Cramer says anyone selling Big Tech stocks in premarket trading is ‘either a machine or an idiot’

Investing

Jim Cramer on CNBC’s Halftime Report.
Scott Mlyn | CNBC

CNBC’s Jim Cramer on Monday warned investors that selling stocks in thin trading during the early morning premarket hours is not a sound strategy.

“The selling that goes on between 4 a.m. and 4:30 a.m. in these Nasdaq names is frightening.” Cramer said on “Squawk on the Street.” “I keep thinking it’s a machine or an idiot, because who wants to sell without any real buyers there.”

Futures tied to the Nasdaq, which declined 2.6% last week, did not participate in Monday’s rebound that pushed many non-tech stocks higher before regular trading hours began on Wall Street at 9:30 a.m. ET. After the open, the Nasdaq rose, but lagged the strong recoveries in Dow Jones Industrial Average and S&P 500.
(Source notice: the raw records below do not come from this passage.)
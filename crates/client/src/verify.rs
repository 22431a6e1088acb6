//! Independent signature verification.
//!
//! The wallet is an untrusted black box on the far side of an RPC channel:
//! a compromised or buggy provider can return a signature that does not
//! correspond to the account that requested it. Every signature coming back
//! from the wallet is therefore recovered locally and compared against the
//! claimed signer before anything downstream treats it as proof of
//! authorization.

use crate::error::ClientError;
use alloy_dyn_abi::TypedData;
use alloy_primitives::{eip191_hash_message, Address, Signature, B256};

/// Result of verifying a personal-message signature.
#[derive(Debug, Clone, Copy, PartialEq, Eq)]
pub struct Verification {
    /// Whether the recovered signer matches the claimed address.
    pub valid: bool,
    pub recovered: Address,
}

/// Result of verifying an EIP-712 typed-data signature.
#[derive(Debug, Clone, Copy, PartialEq, Eq)]
pub struct TypedDataVerification {
    pub valid: bool,
    pub recovered: Address,
    /// The locally computed EIP-712 signing hash of the payload.
    pub message_hash: B256,
}

/// Verifies that `signature` over the EIP-191 personal-message digest of
/// `message` originates from `claimed`.
///
/// `claimed` must be a checksummed address; a malformed or wrongly
/// checksummed input is a precondition violation
/// ([`ClientError::InvalidAddress`]), not a negative verification.
pub fn verify_personal_signature(
    message: impl AsRef<[u8]>,
    claimed: &str,
    signature: &[u8],
) -> Result<Verification, ClientError> {
    let claimed = parse_checksummed(claimed)?;
    let signature = Signature::try_from(signature)?;
    let recovered = recover_personal(message.as_ref(), &signature)?;
    Ok(Verification { valid: recovered == claimed, recovered })
}

/// Verifies that `signature` over the EIP-712 signing hash of `payload`
/// originates from `claimed`. The hash is computed locally and returned so
/// callers never have to trust a wallet-supplied hash.
pub fn verify_typed_data_signature(
    payload: &TypedData,
    claimed: &str,
    signature: &[u8],
) -> Result<TypedDataVerification, ClientError> {
    let claimed = parse_checksummed(claimed)?;
    let signature = Signature::try_from(signature)?;
    let (recovered, message_hash) = recover_typed_data(payload, &signature)?;
    Ok(TypedDataVerification { valid: recovered == claimed, recovered, message_hash })
}

/// EIP-191 digest of a personal message.
pub fn personal_message_hash(message: impl AsRef<[u8]>) -> B256 {
    eip191_hash_message(message)
}

pub(crate) fn parse_checksummed(address: &str) -> Result<Address, ClientError> {
    Address::parse_checksummed(address, None)
        .map_err(|_| ClientError::InvalidAddress(address.to_string()))
}

pub(crate) fn recover_personal(
    message: &[u8],
    signature: &Signature,
) -> Result<Address, ClientError> {
    Ok(signature.recover_address_from_msg(message)?)
}

pub(crate) fn recover_typed_data(
    payload: &TypedData,
    signature: &Signature,
) -> Result<(Address, B256), ClientError> {
    let message_hash = payload.eip712_signing_hash()?;
    let recovered = signature.recover_address_from_prehash(&message_hash)?;
    Ok((recovered, message_hash))
}
//! The wallet client facade.
//!
//! [`WalletClient`] bundles the connection state machine with the signing,
//! balance and transaction operations so host applications hold a single
//! handle. Every operation that talks to the chain requires the connection
//! to be `Ready`; operations that act on behalf of an account additionally
//! require the wallet to expose one.

use crate::{
    connection::{Account, ConnectionPhase, PollOutcome, WalletConnection},
    error::{ClientError, Stage},
    networks::{self, ExplorerKind, NetworkData},
    sign::{self, SignedMessage},
    transact::{self, TxHandlers},
    units, ConnectionConfig,
};
use alloy_dyn_abi::TypedData;
use alloy_primitives::{Address, TxKind, U256};
use alloy_sol_types::{sol, SolCall};
use std::sync::Arc;
use w3_provider::{ProviderError, TransactionInput, TransactionRequest, WalletProvider};

sol! {
    function balanceOf(address owner) external view returns (uint256);
    function decimals() external view returns (uint8);
}

/// Unit a native balance is rendered in.
#[derive(Debug, Clone, Copy, PartialEq, Eq, Default)]
pub enum BalanceUnit {
    /// Base units, as an integer string.
    Wei,
    /// Scaled by 10^18, as a decimal string.
    #[default]
    Ether,
}

/// A browser wallet client.
///
/// Cheap to clone; all clones share the same connection.
#[derive(Debug, Clone, Default)]
pub struct WalletClient {
    connection: WalletConnection,
}

impl WalletClient {
    pub fn new() -> Self {
        Self::default()
    }

    /// Initializes the underlying connection and starts polling. See
    /// [`WalletConnection::initialize`].
    pub fn initialize(
        &self,
        provider: Option<Arc<dyn WalletProvider>>,
        config: ConnectionConfig,
    ) -> Result<(), ClientError> {
        self.connection.initialize(provider, config)
    }

    /// Stops polling and clears all connection state.
    pub fn reset(&self) {
        self.connection.reset();
    }

    /// Runs one poll cycle outside the timer.
    pub async fn poll_now(&self) -> PollOutcome {
        self.connection.poll_now().await
    }

    pub fn phase(&self) -> ConnectionPhase {
        self.connection.phase()
    }

    pub fn is_ready(&self) -> bool {
        self.connection.is_ready()
    }

    /// The currently observed account.
    pub fn account(&self) -> Result<Account, ClientError> {
        self.connection.account()
    }

    /// The currently observed network id.
    pub fn network_id(&self) -> Result<u64, ClientError> {
        self.connection.network_id()
    }

    /// Static metadata for the currently observed network.
    pub fn network_data(&self) -> Result<&'static NetworkData, ClientError> {
        networks::network_data(self.connection.network_id()?)
    }

    /// Etherscan link for `data` on the currently observed network.
    pub fn explorer_url(&self, kind: ExplorerKind, data: &str) -> Result<String, ClientError> {
        networks::explorer_url(self.connection.network_id()?, kind, data)
    }

    /// Native balance of `account`, defaulting to the wallet's current
    /// account.
    pub async fn balance(
        &self,
        account: Option<Address>,
        unit: BalanceUnit,
    ) -> Result<String, ClientError> {
        let provider = self.connection.provider()?;
        let account = match account {
            Some(account) => account,
            None => self.require_account()?,
        };
        let wei = provider
            .balance(account)
            .await
            .map_err(|e| ClientError::rpc(Stage::Balance, e))?;
        Ok(match unit {
            BalanceUnit::Wei => wei.to_string(),
            BalanceUnit::Ether => units::to_decimal(wei, 18),
        })
    }

    /// ERC-20 balance of `account` on the `token` contract, rendered using
    /// the token's own decimal scale. Balance and scale are fetched
    /// concurrently.
    pub async fn token_balance(
        &self,
        token: Address,
        account: Option<Address>,
    ) -> Result<String, ClientError> {
        let provider = self.connection.provider()?;
        let account = match account {
            Some(account) => account,
            None => self.require_account()?,
        };

        let balance_call = erc20_call(token, balanceOfCall { owner: account }.abi_encode());
        let decimals_call = erc20_call(token, decimalsCall {}.abi_encode());
        let (balance, decimals) =
            tokio::join!(provider.call(&balance_call), provider.call(&decimals_call));

        let balance: U256 = decode_return::<balanceOfCall>(
            &balance.map_err(|e| ClientError::rpc(Stage::Call, e))?,
        )?;
        let decimals: u8 = decode_return::<decimalsCall>(
            &decimals.map_err(|e| ClientError::rpc(Stage::Call, e))?,
        )?;
        Ok(units::to_decimal(balance, decimals))
    }

    /// Asks the wallet to sign `message` with the current account and
    /// verifies the returned signature. See [`sign::SignedMessage`].
    pub async fn sign_personal_message(&self, message: &str) -> Result<SignedMessage, ClientError> {
        let provider = self.connection.provider()?;
        let from = self.require_account()?;
        sign::sign_personal(provider.as_ref(), from, message).await
    }

    /// Asks the wallet to sign an EIP-712 payload with the current account
    /// and verifies the returned signature against the locally computed
    /// signing hash.
    pub async fn sign_typed_data(&self, payload: &TypedData) -> Result<SignedMessage, ClientError> {
        let provider = self.connection.provider()?;
        let from = self.require_account()?;
        sign::sign_typed_data(provider.as_ref(), from, payload).await
    }

    /// Preflights and submits `call` from the current account.
    ///
    /// Failures are delivered to the error handler in `handlers` with a
    /// stage label and also returned, so callers can use either style.
    pub async fn send_transaction(
        &self,
        call: TransactionRequest,
        handlers: &TxHandlers,
    ) -> Result<(), ClientError> {
        let staged = async {
            let provider = self.connection.provider()?;
            let from = self.require_account()?;
            transact::send(provider.as_ref(), call, from, handlers).await
        };
        match staged.await {
            Ok(()) => Ok(()),
            Err(err) => {
                handlers.handle_error(&err);
                Err(err)
            }
        }
    }

    fn require_account(&self) -> Result<Address, ClientError> {
        match self.connection.account()? {
            Account::Address(address) => Ok(address),
            Account::Unknown | Account::None => Err(ClientError::NoAccount),
        }
    }
}

fn erc20_call(token: Address, data: Vec<u8>) -> TransactionRequest {
    TransactionRequest {
        to: Some(TxKind::Call(token)),
        input: TransactionInput::new(data.into()),
        ..Default::default()
    }
}

fn decode_return<C: SolCall>(data: &[u8]) -> Result<C::Return, ClientError> {
    C::abi_decode_returns(data)
        .map_err(|e| ClientError::rpc(Stage::Call, ProviderError::invalid_response(e.to_string())))
}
The Nasdaq, as of Friday, was about 6% away from its latest record close on Nov. 19. The Dow was roughly 5% away from its Nov. 8 record close. The S&P 500 was nearly 3.7% away from its Nov. 18 record close.

Cramer said many big tech stocks, which heavily populate the Nasdaq are in a bear market, defined as being off 20% or more from recent highs.

“To trade off of the tape is a real mistake here. It could reverse in a nanosecond,” Cramer said earlier on CNBC’s “Squawk Box,” pointing out that Nasdaq selling could turn into buying in this fickle market environment.

Cramer has never shied away from “pajama traders” as he calls them. In a couple of examples, the “Mad Money” host blasted them in 2017 and in 2019.